> _Recorded information_:
use anyhow::{Context, Result};
use clap::{Parser, ValueEnum};
use portcfg::config::{ErrorMessages, ToolParameters};
use portcfg::{DriverError, PytoolDriver, WorkflowOutcome};
use std::path::PathBuf;
use std::time::Duration;

const DEFAULT_TIMEOUT: Duration = Duration::from_secs(30);

/// Message id printed when a configuration run fails.
const FAILURE_MESSAGE: &str = "error_msg1";

#[derive(Debug, Clone, Copy, PartialEq, Eq, ValueEnum)]
enum Mode {
    /// Host and SOC MTU, then port mapping
    #[value(name = "MTU")]
    Mtu,
}

/// Drive the LEK port configuration tool non-interactively
#[derive(Debug, Parser)]
#[command(name = "portcfg", version, about)]
struct Cli {
    /// What to configure
    #[arg(value_enum)]
    mode: Mode,

    /// JSON document with tool parameters
    parameters: PathBuf,

    /// JSON document with user-facing error messages
    errors: PathBuf,

    /// Treat a choice the tool rejected as a failure
    #[arg(long)]
    strict: bool,

    /// Seconds to wait for each prompt (overrides the parameter document)
    #[arg(long, value_name = "SECS")]
    timeout: Option<u64>,

    /// Increase log verbosity (-v debug, which echoes the tool's output; -vv trace)
    #[arg(short, long, action = clap::ArgAction::Count)]
    verbose: u8,
}

fn init_logging(verbose: u8) {
    let level = match verbose {
        0 => "info",
        1 => "debug",
        _ => "trace",
    };
    env_logger::Builder::from_env(env_logger::Env::default().default_filter_or(level)).init();
}

/// Log what a workflow reported and decide whether the run may continue.
fn settle(step: &str, outcome: WorkflowOutcome, strict: bool) -> Result<Option<String>> {
    if outcome.rejected_choices > 0 {
        log::warn!("{}: tool rejected {} choice(s)", step, outcome.rejected_choices);
    }

    let outcome = if strict {
        outcome.strict().with_context(|| format!("{} failed", step))?
    } else {
        outcome
    };

    if !outcome.success {
        if let Some(failure) = &outcome.failure {
            log::error!("{} stopped: {}", step, failure);
        }
        return Ok(None);
    }

    log::info!("{} done", step);
    Ok(Some(outcome.captured))
}

async fn run_mtu(params: &ToolParameters, timeout: Duration, strict: bool) -> Result<bool> {
    let command = params.tool_command();
    let (mut driver, screen) = PytoolDriver::launch(&command, timeout)
        .await
        .with_context(|| format!("failed to start {}", command.program))?;

    let outcome = driver
        .configure_mtu_size(&screen, &params.host_request(), false)
        .await
        .context("host MTU configuration")?;
    let Some(screen) = settle("host MTU", outcome, strict)? else {
        return Ok(false);
    };

    let outcome = driver
        .configure_mtu_size(&screen, &params.soc_request(), false)
        .await
        .context("SOC MTU configuration")?;
    let Some(screen) = settle("SOC MTU", outcome, strict)? else {
        return Ok(false);
    };

    let outcome = driver
        .port_mapping(&screen, &params.port_mapping, true)
        .await
        .context("port mapping")?;
    if settle("port mapping", outcome, strict)?.is_none() {
        return Ok(false);
    }

    match driver.finish().await {
        Ok(status) if !status.success() => {
            log::warn!("tool exited with status {}", status.exit_code());
        }
        Ok(_) => {}
        Err(e @ DriverError::ExitTimeout { .. }) => log::warn!("{}", e),
        Err(e) => return Err(e).context("waiting for the tool to exit"),
    }
    Ok(true)
}

#[tokio::main]
async fn main() -> Result<()> {
    let cli = Cli::parse();
    init_logging(cli.verbose);

    let params = ToolParameters::load(&cli.parameters).context("loading parameters")?;
    let messages = ErrorMessages::load(&cli.errors).context("loading error messages")?;
    let timeout = cli
        .timeout
        .map(Duration::from_secs)
        .or_else(|| params.timeout())
        .unwrap_or(DEFAULT_TIMEOUT);

    let result = match cli.mode {
        Mode::Mtu => run_mtu(&params, timeout, cli.strict).await,
    };

    match result {
        Ok(true) => Ok(()),
        Ok(false) => {
            println!("{}", messages.message(FAILURE_MESSAGE));
            std::process::exit(1);
        }
        Err(e) => {
            println!("{}", messages.message(FAILURE_MESSAGE));
            Err(e)
        }
    }
}

#[cfg(test)]
mod tests {
    use super::*;

    fn outcome(failure: Option<DriverError>, rejected_choices: usize) -> WorkflowOutcome {
        WorkflowOutcome {
            success: failure.is_none(),
            captured: "1) Configure Host Port\r\n".to_string(),
            failure,
            rejected_choices,
        }
    }

    #[test]
    fn test_settle_passes_screen_on() {
        let screen = settle("host MTU", outcome(None, 0), false).unwrap();

        assert_eq!(screen.as_deref(), Some("1) Configure Host Port\r\n"));
    }

    #[test]
    fn test_settle_stops_on_missing_label() {
        let failure = DriverError::LabelNotFound {
            label: "Modify MTU".to_string(),
        };

        assert!(settle("host MTU", outcome(Some(failure), 0), false)
            .unwrap()
            .is_none());
    }

    #[test]
    fn test_settle_stops_on_missing_label_when_strict() {
        let failure = DriverError::LabelNotFound {
            label: "Mapping".to_string(),
        };

        let err = settle("port mapping", outcome(Some(failure), 0), true).unwrap_err();

        assert!(matches!(
            err.downcast_ref::<DriverError>(),
            Some(DriverError::LabelNotFound { .. })
        ));
    }

    #[test]
    fn test_settle_tolerates_rejections_by_default() {
        assert!(settle("SOC MTU", outcome(None, 2), false).unwrap().is_some());
    }

    #[test]
    fn test_settle_escalates_rejections_when_strict() {
        let err = settle("SOC MTU", outcome(None, 2), true).unwrap_err();

        assert!(err.to_string().contains("SOC MTU failed"));
        assert!(matches!(
            err.downcast_ref::<DriverError>(),
            Some(DriverError::RejectedChoice { count: 2 })
        ));
    }

    #[test]
    fn test_cli_arguments() {
        let cli = Cli::try_parse_from([
            "portcfg", "MTU", "params.json", "errors.json", "--strict", "--timeout", "5", "-vv",
        ])
        .unwrap();

        assert_eq!(cli.mode, Mode::Mtu);
        assert_eq!(cli.parameters, PathBuf::from("params.json"));
        assert!(cli.strict);
        assert_eq!(cli.timeout, Some(5));
        assert_eq!(cli.verbose, 2);
    }

    #[test]
    fn test_cli_rejects_unknown_mode() {
        assert!(Cli::try_parse_from(["portcfg", "VLAN", "params.json", "errors.json"]).is_err());
    }
}
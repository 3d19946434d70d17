//! Selecting a menu option by label

use crate::driver::error::DriverError;
use crate::driver::protocol::Label;
use crate::menu::Menu;
use crate::session::Transport;

/// Send the selector for `label` from `menu`.
///
/// A missing label is never guessed at: the lookup fails with
/// [`DriverError::LabelNotFound`] and nothing is sent. The caller awaits the
/// prompt that follows, since it differs from step to step.
pub async fn select<T: Transport>(
    transport: &mut T,
    menu: &Menu,
    label: Label<'_>,
) -> Result<(), DriverError> {
    let text = label.text();
    let selector = menu
        .selector(&text)
        .ok_or_else(|| DriverError::LabelNotFound {
            label: text.to_string(),
        })?;

    log::debug!("selecting {} with {:?}", label, selector);
    transport.send_line(selector).await?;
    Ok(())
}

#[cfg(test)]
mod tests {
    use super::*;
    use crate::driver::request::PortType;
    use crate::driver::sim::SimulatedTool;

    #[tokio::test]
    async fn test_select_sends_selector_verbatim() {
        let mut tool = SimulatedTool::new();
        let menu = Menu::parse("1) Configure Host Port\n2) Configure SOC Port\nb) Back/Previous Menu\n");

        select(&mut tool, &menu, Label::ConfigurePort(PortType::Host))
            .await
            .unwrap();

        assert_eq!(tool.sends(), ["1"]);
    }

    #[tokio::test]
    async fn test_select_back_shortcut() {
        let mut tool = SimulatedTool::new();
        let menu = Menu::parse("1) Configure Host Port\nb) Back/Previous Menu\n");

        select(&mut tool, &menu, Label::BackPrevious).await.unwrap();

        assert_eq!(tool.sends(), ["b"]);
    }

    #[tokio::test]
    async fn test_select_on_empty_menu_fails_without_sending() {
        let mut tool = SimulatedTool::new();
        let menu = Menu::parse("no options here");

        let err = select(&mut tool, &menu, Label::ModifyMtu).await.unwrap_err();

        assert!(matches!(err, DriverError::LabelNotFound { ref label } if label == "Modify MTU"));
        assert!(tool.sends().is_empty());
    }
}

> _What you should do_: What you return must match, line for line, the data from the line containing "Configure Host Port\nb)" to its end, both ends included.

> _Your response_:
        let menu = Menu::parse("1) Configure Host Port\nb) Back/Previous Menu\n");

        select(&mut tool, &menu, Label::BackPrevious).await.unwrap();

        assert_eq!(tool.sends(), ["b"]);
    }

    #[tokio::test]
    async fn test_select_on_empty_menu_fails_without_sending() {
        let mut tool = SimulatedTool::new();
        let menu = Menu::parse("no options here");

        let err = select(&mut tool, &menu, Label::ModifyMtu).await.unwrap_err();

        assert!(matches!(err, DriverError::LabelNotFound { ref label } if label == "Modify MTU"));
        assert!(tool.sends().is_empty());
    }
}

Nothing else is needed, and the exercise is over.